Where do omega-6 fatty acids come from? Mostly from animal fats like butter and meat. The average American actually gets too much of this kind of fat. Omega-6 fatty acids are healthy in low amounts, but when consumed too often they can contribute to heart disease and high cholesterol.
Omega-3 (Linolenic Acid)
Why are omega-3 fatty acids so important? Omega-3 is a type of fatty acid that our body needs to create many important chemical derivatives. Our bodies cannot create omega-3 fatty acids from any other compound, so any omega-3’s our body needs must be taken in through food. Omega-3 fatty acids can play a major role in preventing many diseases including: high blood pressure, heart disease/ blood clots/ hardening of the arteries, depression, certaincancers and irregular heartbeat, they are also very important for the development of children and during pregnancy for the health of the fetus. Other research has also suggested omega-3 fatty acids may play a role in speeding the metabolism, but this has not been confirmed yet. Omega-3 fatty acids are also full of healthy plant phytochemicals that are vital to the health of many different body systems.
Where do we get Omega-3 fatty acids? This type of fatty acid comes primarily from plant sources as unsaturated oils. The best sources of this are nuts (particularly walnuts), flax seeds, extra virgin olive oil, oysters and fatty (cold water) fish.
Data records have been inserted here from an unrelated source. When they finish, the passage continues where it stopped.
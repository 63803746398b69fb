use thiserror::Error;

use super::schedule::ScheduleError;
use crate::publish::PublishError;
use crate::signer::SignerError;
use crate::store::StoreError;

/// Errors raised while maintaining or issuing CRLs for an issuing point
#[derive(Error, Debug)]
pub enum CrlError {
    #[error("Invalid configuration: {0}")]
    Config(String),

    #[error("Invalid update schedule: {0}")]
    Schedule(#[from] ScheduleError),

    #[error("Store error: {0}")]
    Store(#[from] StoreError),

    #[error("CRL signing failed: {0}")]
    Signing(#[from] SignerError),

    #[error("CRL encoding failed: {0}")]
    Encoding(String),

    #[error("CRL publishing failed: {0}")]
    Publish(#[from] PublishError),

    #[error("Issuing point {id} failed to initialize: {reason}")]
    InitializationFailed { id: String, reason: String },

    #[error("Cache recovery failed: {0}")]
    Recovery(String),

    #[error("Issuing point {0} is not initialized")]
    NotInitialized(String),

    #[error("Issuing point {0} is disabled")]
    Disabled(String),

    #[error("Issuing point {0} is shutting down")]
    ShutDown(String),

    #[error("Unknown issuing point: {0}")]
    UnknownIssuingPoint(String),
}

impl From<der::Error> for CrlError {
    fn from(err: der::Error) -> Self {
        CrlError::Encoding(err.to_string())
    }
}

/// Convenient Result type alias
pub type CrlResult<T> = Result<T, CrlError>;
What about supplements? Although supplements for omega-3 can be helpful, substituting foods with lots of omega-3 for foods with lots of omega-6 will yield better and faster results without increasing your calorie intake. One simple way to do this is to substitute olive oil for butter whenever cooking and to try to snack on fruits, vegetables and nuts instead of processed foods when possible. If you bake or buy baked goods often bake with (or buy products with) flax seeds or walnuts which are both high in omega-3’s.